New method allows for improved ion images of neurons and skin cells
New method allows for improved ion images of neurons and skin cells lead image
Clear and detailed images of biological cell samples are useful for analysis of lipids, metabolites and their derivatives. Currently, time-of-flight secondary ion mass spectrometry (ToF-SIMS) is used for imaging specimens under a high vacuum environment. However, the vacuum dries out cells, changing their shape and creating challenges for imaging and analysis.
Sun Young Lee et al propose a new method of specimen preparation, which will preserve the shape of cells even as they dry. The team produced improved ion images by using a graphene cover, which allows for cells to dry slowly, and a plasma treatment on the slide substrate, which gets rid of residue that produces unwanted background ion spectra during imaging.
“Previously, few examples of ion imaging of a single cell using ToF-SIMS were performed, because the pretreatment process for cell analysis was complicated and inefficient,” said author Jae Young Kim.
To prepare specimens, the researchers used single-layer graphene that acted as a gasless permeable mesh and slowed evaporation, keeping cells hydrated longer and reducing deformation. Then, they used an air plasma treatment to remove the graphene cover and any organic residues on the glass substrate. Previous methods of cleaning proved ineffective at removing residue, even when cleaned up to 10 times.

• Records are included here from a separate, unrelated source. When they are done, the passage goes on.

//! Signed, retried webhook delivery.

use super::retry_policy::RetryPolicy;
use super::signature::{canonical_json, sign, SIGNATURE_HEADER};
use crate::config::WebhookSettings;
use crate::server::metrics;
use crate::task_store::{TaskRecord, TaskStatus};
use anyhow::{Context, Result};
use chrono::{DateTime, Utc};
use reqwest::header::CONTENT_TYPE;
use reqwest::{Client, StatusCode, Url};
use serde::{Deserialize, Serialize};
use std::time::Duration;
use tracing::{debug, info, warn};

/// Body posted to a task's webhook URL once it reaches a terminal status.
#[derive(Debug, Clone, PartialEq, Serialize, Deserialize)]
pub struct WebhookPayload {
    pub task_id: String,
    /// The owner of the task.
    pub agent_id: String,
    pub status: TaskStatus,
    pub result: Option<serde_json::Value>,
    pub completed_at: Option<DateTime<Utc>>,
}

impl WebhookPayload {
    pub fn from_record(record: &TaskRecord) -> Self {
        WebhookPayload {
            task_id: record.task_id.clone(),
            agent_id: record.owner_id.clone(),
            status: record.status,
            result: record.result.clone(),
            completed_at: record.completed_at,
        }
    }
}

/// What happened during one `deliver` call.
#[derive(Debug, Clone, Default, PartialEq)]
pub struct DeliveryReport {
    pub delivered: bool,
    pub attempts: u32,
    /// Waits performed between attempts, in order.
    pub backoffs: Vec<Duration>,
    pub last_status: Option<u16>,
}

enum AttemptOutcome {
    Delivered(StatusCode),
    /// Non-retryable response, e.g. 4xx.
    Rejected(StatusCode),
    /// 5xx, connection failure or timeout.
    Transient(String, Option<StatusCode>),
}

#[derive(Clone)]
pub struct WebhookDeliveryService {
    client: Client,
    policy: RetryPolicy,
    attempt_timeout: Duration,
}

impl WebhookDeliveryService {
    pub fn new(settings: &WebhookSettings) -> Result<Self> {
        let client = Client::builder()
            .user_agent(concat!("agent-task-server/", env!("CARGO_PKG_VERSION")))
            .build()
            .context("Failed to build webhook HTTP client")?;
        Ok(Self::with_client(
            client,
            RetryPolicy::new(settings),
            settings.attempt_timeout(),
        ))
    }

    pub fn with_client(client: Client, policy: RetryPolicy, attempt_timeout: Duration) -> Self {
        WebhookDeliveryService {
            client,
            policy,
            attempt_timeout,
        }
    }

    pub fn policy(&self) -> &RetryPolicy {
        &self.policy
    }

    /// Posts `payload` to `url`. Returns true on a 2xx response.
    ///
    /// Never fails: every error ends up logged and reported as false.
    pub async fn deliver<T: Serialize>(&self, url: &str, payload: &T, secret: Option<&str>) -> bool {
        self.deliver_with_report(url, payload, secret)
            .await
            .delivered
    }

    pub async fn deliver_with_report<T: Serialize>(
        &self,
        url: &str,
        payload: &T,
        secret: Option<&str>,
    ) -> DeliveryReport {
        let mut report = DeliveryReport::default();

        let url = match Url::parse(url) {
            Ok(url) if matches!(url.scheme(), "http" | "https") => url,
            Ok(url) => {
                warn!("Webhook URL {} has unsupported scheme, not delivering", url);
                metrics::record_webhook_delivery("invalid", 0);
                return report;
            }
            Err(e) => {
                warn!("Invalid webhook URL {:?}: {}", url, e);
                metrics::record_webhook_delivery("invalid", 0);
                return report;
            }
        };

        let body = match canonical_json(payload) {
            Ok(body) => body,
            Err(e) => {
                warn!("Failed to encode webhook payload for {}: {}", url, e);
                metrics::record_webhook_delivery("invalid", 0);
                return report;
            }
        };
        let signature = secret.map(|secret| sign(secret, body.as_bytes()));

        for retry_index in 0..self.policy.max_attempts {
            report.attempts += 1;
            match self.attempt(&url, &body, signature.as_deref()).await {
                AttemptOutcome::Delivered(status) => {
                    debug!(
                        attempt = report.attempts,
                        "Webhook delivered to {} ({})", url, status
                    );
                    report.delivered = true;
                    report.last_status = Some(status.as_u16());
                    break;
                }
                AttemptOutcome::Rejected(status) => {
                    warn!(
                        attempt = report.attempts,
                        "Webhook rejected by {} with {}, not retrying", url, status
                    );
                    report.last_status = Some(status.as_u16());
                    break;
                }
                AttemptOutcome::Transient(reason, status) => {
                    report.last_status = status.map(|s| s.as_u16());
                    if !self.policy.has_next_attempt(retry_index) {
                        warn!(
                            attempt = report.attempts,
                            "Webhook delivery to {} failed: {}, giving up", url, reason
                        );
                        break;
                    }
                    let backoff = self.policy.backoff(retry_index);
                    info!(
                        attempt = report.attempts,
                        "Webhook delivery to {} failed: {}, retrying in {:?}", url, reason, backoff
                    );
                    report.backoffs.push(backoff);
                    tokio::time::sleep(backoff).await;
                }
            }
        }

        let outcome = if report.delivered {
            "delivered"
        } else if report.last_status.is_some_and(|s| (400..500).contains(&s)) {
            "rejected"
        } else {
            "failed"
        };
        metrics::record_webhook_delivery(outcome, report.attempts);
        report
    }

    async fn attempt(&self, url: &Url, body: &str, signature: Option<&str>) -> AttemptOutcome {
        let mut request = self
            .client
            .post(url.clone())
            .timeout(self.attempt_timeout)
            .header(CONTENT_TYPE, "application/json")
            .body(body.to_owned());
        if let Some(signature) = signature {
            request = request.header(SIGNATURE_HEADER, signature);
        }

        match request.send().await {
            Ok(response) => {
                let status = response.status();
                if status.is_success() {
                    AttemptOutcome::Delivered(status)
                } else if status.is_server_error() {
                    AttemptOutcome::Transient(format!("HTTP {}", status), Some(status))
                } else {
                    AttemptOutcome::Rejected(status)
                }
            }
            Err(e) if e.is_timeout() => AttemptOutcome::Transient(
                format!("timed out after {:?}", self.attempt_timeout),
                None,
            ),
            Err(e) => AttemptOutcome::Transient(e.to_string(), None),
        }
    }
}
//! Append-only measurement history.

use super::models::*;
use super::schema::HISTORY_VERSIONED_SCHEMAS;
use crate::error::{TaskError, TaskResult};
use crate::sqlite_persistence::{from_millis, open_in_memory, open_versioned, to_millis};
use anyhow::{anyhow, Result};
use chrono::Utc;
use rusqlite::{params, Connection};
use std::path::Path;
use std::sync::{Arc, Mutex, MutexGuard};

pub trait HistoryStore: Send + Sync {
    /// Validates and appends one measurement, returning the new record id.
    /// Invalid input is rejected before anything is written.
    fn append(&self, owner_id: &str, measurement: &Measurement) -> TaskResult<i64>;

    /// Records for `owner_id`, newest first.
    fn query(&self, owner_id: &str, query: &HistoryQuery) -> TaskResult<Vec<HistoryRecord>>;
}

/// Checks a measurement without touching storage.
pub fn validate_measurement(owner_id: &str, measurement: &Measurement) -> TaskResult<()> {
    if owner_id.trim().is_empty() {
        return Err(TaskError::Validation("owner_id must not be empty".into()));
    }
    let pct = measurement.percentage;
    if !pct.is_finite() || !(0.0..=100.0).contains(&pct) {
        return Err(TaskError::Validation(format!(
            "percentage must be within [0, 100], got {}",
            pct
        )));
    }
    Ok(())
}

#[derive(Clone)]
pub struct SqliteHistoryStore {
    conn: Arc<Mutex<Connection>>,
}

impl SqliteHistoryStore {
    pub fn new<P: AsRef<Path>>(db_path: P) -> Result<Self> {
        let conn = open_versioned(db_path, HISTORY_VERSIONED_SCHEMAS, "history")?;
        Ok(SqliteHistoryStore {
            conn: Arc::new(Mutex::new(conn)),
        })
    }

    pub fn in_memory() -> Result<Self> {
        Ok(SqliteHistoryStore {
            conn: Arc::new(Mutex::new(open_in_memory(HISTORY_VERSIONED_SCHEMAS)?)),
        })
    }

    fn conn(&self) -> TaskResult<MutexGuard<'_, Connection>> {
        self.conn
            .lock()
            .map_err(|_| TaskError::backend(anyhow!("history connection mutex poisoned")))
    }

    fn row_to_record(row: &rusqlite::Row) -> rusqlite::Result<HistoryRecord> {
        let details: Option<String> = row.get("details")?;
        Ok(HistoryRecord {
            record_id: row.get("record_id")?,
            owner_id: row.get("owner_id")?,
            timestamp: from_millis(row.get("timestamp")?),
            percentage: row.get("percentage")?,
            sample_count: row.get::<_, i64>("sample_count")?.max(0) as u32,
            details: details.and_then(|d| serde_json::from_str(&d).ok()),
        })
    }
}

impl HistoryStore for SqliteHistoryStore {
    fn append(&self, owner_id: &str, measurement: &Measurement) -> TaskResult<i64> {
        validate_measurement(owner_id, measurement)?;

        let details = measurement
            .details
            .as_ref()
            .map(serde_json::to_string)
            .transpose()
            .map_err(|e| TaskError::Validation(format!("unserializable details: {}", e)))?;
        let timestamp = measurement.timestamp.unwrap_or_else(Utc::now);

        let conn = self.conn()?;
        conn.execute(
            r#"INSERT INTO measurements (owner_id, timestamp, percentage, sample_count, details)
               VALUES (?1, ?2, ?3, ?4, ?5)"#,
            params![
                owner_id,
                to_millis(&timestamp),
                measurement.percentage,
                measurement.sample_count as i64,
                details,
            ],
        )
        .map_err(|e| TaskError::backend(e.into()))?;
        Ok(conn.last_insert_rowid())
    }

    fn query(&self, owner_id: &str, query: &HistoryQuery) -> TaskResult<Vec<HistoryRecord>> {
        let conn = self.conn()?;
        let run = || -> Result<Vec<HistoryRecord>> {
            let mut stmt = conn.prepare(
                r#"SELECT * FROM measurements
                   WHERE owner_id = ?1
                     AND (?2 IS NULL OR timestamp >= ?2)
                     AND (?3 IS NULL OR timestamp <= ?3)
                   ORDER BY timestamp DESC, record_id DESC
                   LIMIT ?4"#,
            )?;
            let limit = query.limit.map(|l| l as i64).unwrap_or(-1);
            let records = stmt
                .query_map(
                    params![
                        owner_id,
                        query.from.as_ref().map(to_millis),
                        query.to.as_ref().map(to_millis),
                        limit,
                    ],
                    Self::row_to_record,
                )?
                .collect::<rusqlite::Result<Vec<_>>>()?;
            Ok(records)
        };
        run().map_err(TaskError::backend)
    }
}

#[cfg(test)]
mod tests {
    use super::*;
    use chrono::{Duration, TimeZone};
    use serde_json::json;

    fn base_time() -> chrono::DateTime<Utc> {
        Utc.with_ymd_and_hms(2024, 3, 1, 12, 0, 0).unwrap()
    }

    fn count_rows(store: &SqliteHistoryStore) -> i64 {
        let conn = store.conn.lock().unwrap();
        conn.query_row("SELECT COUNT(*) FROM measurements", [], |r| r.get(0))
            .unwrap()
    }

    #[test]
    fn test_out_of_range_percentage_writes_nothing() {
        let store = SqliteHistoryStore::in_memory().unwrap();

        let err = store.append("agent-1", &Measurement::new(150.0)).unwrap_err();
        assert!(matches!(err, TaskError::Validation(_)));
        assert!(store.append("agent-1", &Measurement::new(-0.5)).is_err());
        assert!(store.append("agent-1", &Measurement::new(f64::NAN)).is_err());
        assert_eq!(count_rows(&store), 0);

        store.append("agent-1", &Measurement::new(100.0)).unwrap();
        store.append("agent-1", &Measurement::new(0.0)).unwrap();
        assert_eq!(count_rows(&store), 2);
    }

    #[test]
    fn test_empty_owner_rejected() {
        let store = SqliteHistoryStore::in_memory().unwrap();
        assert!(matches!(
            store.append("  ", &Measurement::new(50.0)),
            Err(TaskError::Validation(_))
        ));
    }

    #[test]
    fn test_query_returns_newest_first() {
        let store = SqliteHistoryStore::in_memory().unwrap();
        let t0 = base_time();
        for (offset, pct) in [(0, 10.0), (2, 30.0), (1, 20.0)] {
            store
                .append(
                    "agent-1",
                    &Measurement::new(pct).at(t0 + Duration::minutes(offset)),
                )
                .unwrap();
        }
        store
            .append("agent-2", &Measurement::new(99.0).at(t0))
            .unwrap();

        let records = store.query("agent-1", &HistoryQuery::default()).unwrap();
        let pcts: Vec<f64> = records.iter().map(|r| r.percentage).collect();
        assert_eq!(pcts, vec![30.0, 20.0, 10.0]);
        assert!(records.iter().all(|r| r.owner_id == "agent-1"));
    }

    #[test]
    fn test_query_bounds_and_limit() {
        let store = SqliteHistoryStore::in_memory().unwrap();
        let t0 = base_time();
        for minute in 0..5 {
            store
                .append(
                    "agent-1",
                    &Measurement::new(minute as f64).at(t0 + Duration::minutes(minute)),
                )
                .unwrap();
        }

        let window = HistoryQuery {
            from: Some(t0 + Duration::minutes(1)),
            to: Some(t0 + Duration::minutes(3)),
            limit: None,
        };
        let pcts: Vec<f64> = store
            .query("agent-1", &window)
            .unwrap()
            .iter()
            .map(|r| r.percentage)
            .collect();
        assert_eq!(pcts, vec![3.0, 2.0, 1.0]);

        let limited = HistoryQuery {
            limit: Some(2),
            ..Default::default()
        };
        let pcts: Vec<f64> = store
            .query("agent-1", &limited)
            .unwrap()
            .iter()
            .map(|r| r.percentage)
            .collect();
        assert_eq!(pcts, vec![4.0, 3.0]);
    }

    #[test]
    fn test_details_round_trip() {
        let store = SqliteHistoryStore::in_memory().unwrap();
        let mut measurement = Measurement::new(42.5).at(base_time());
        measurement.sample_count = 7;
        measurement.details = Some(json!({"source": "meter-3"}));
        let id = store.append("agent-1", &measurement).unwrap();

        let record = &store.query("agent-1", &HistoryQuery::default()).unwrap()[0];
        assert_eq!(record.record_id, id);
        assert_eq!(record.timestamp, base_time());
        assert_eq!(record.sample_count, 7);
        assert_eq!(record.details, Some(json!({"source": "meter-3"})));
    }
}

The team applied their graphene layer and plasma treatment cleaning method to image neuron cells and human skin cells. Their method produced clear and clean images that allowed for better analysis of structural components, which can be useful for medical diagnostics.
“The next challenge is to develop ion imaging techniques that attach antibodies and metal oxide nanomaterials to the proteins of interest, observing multiple proteins simultaneously by detecting metal oxides,” said Kim.
Source: “Improved ion imaging of slowly dried neurons and skin cells by graphene cover in time-of-flight secondary ion mass spectrometry,” by Sun Young Lee, Heejin Lim, DaeWon Moon, and Jae Young Kim, Biointerphases (2019). The article can be accessed at https://doi.org/10.1116/1.5118259 .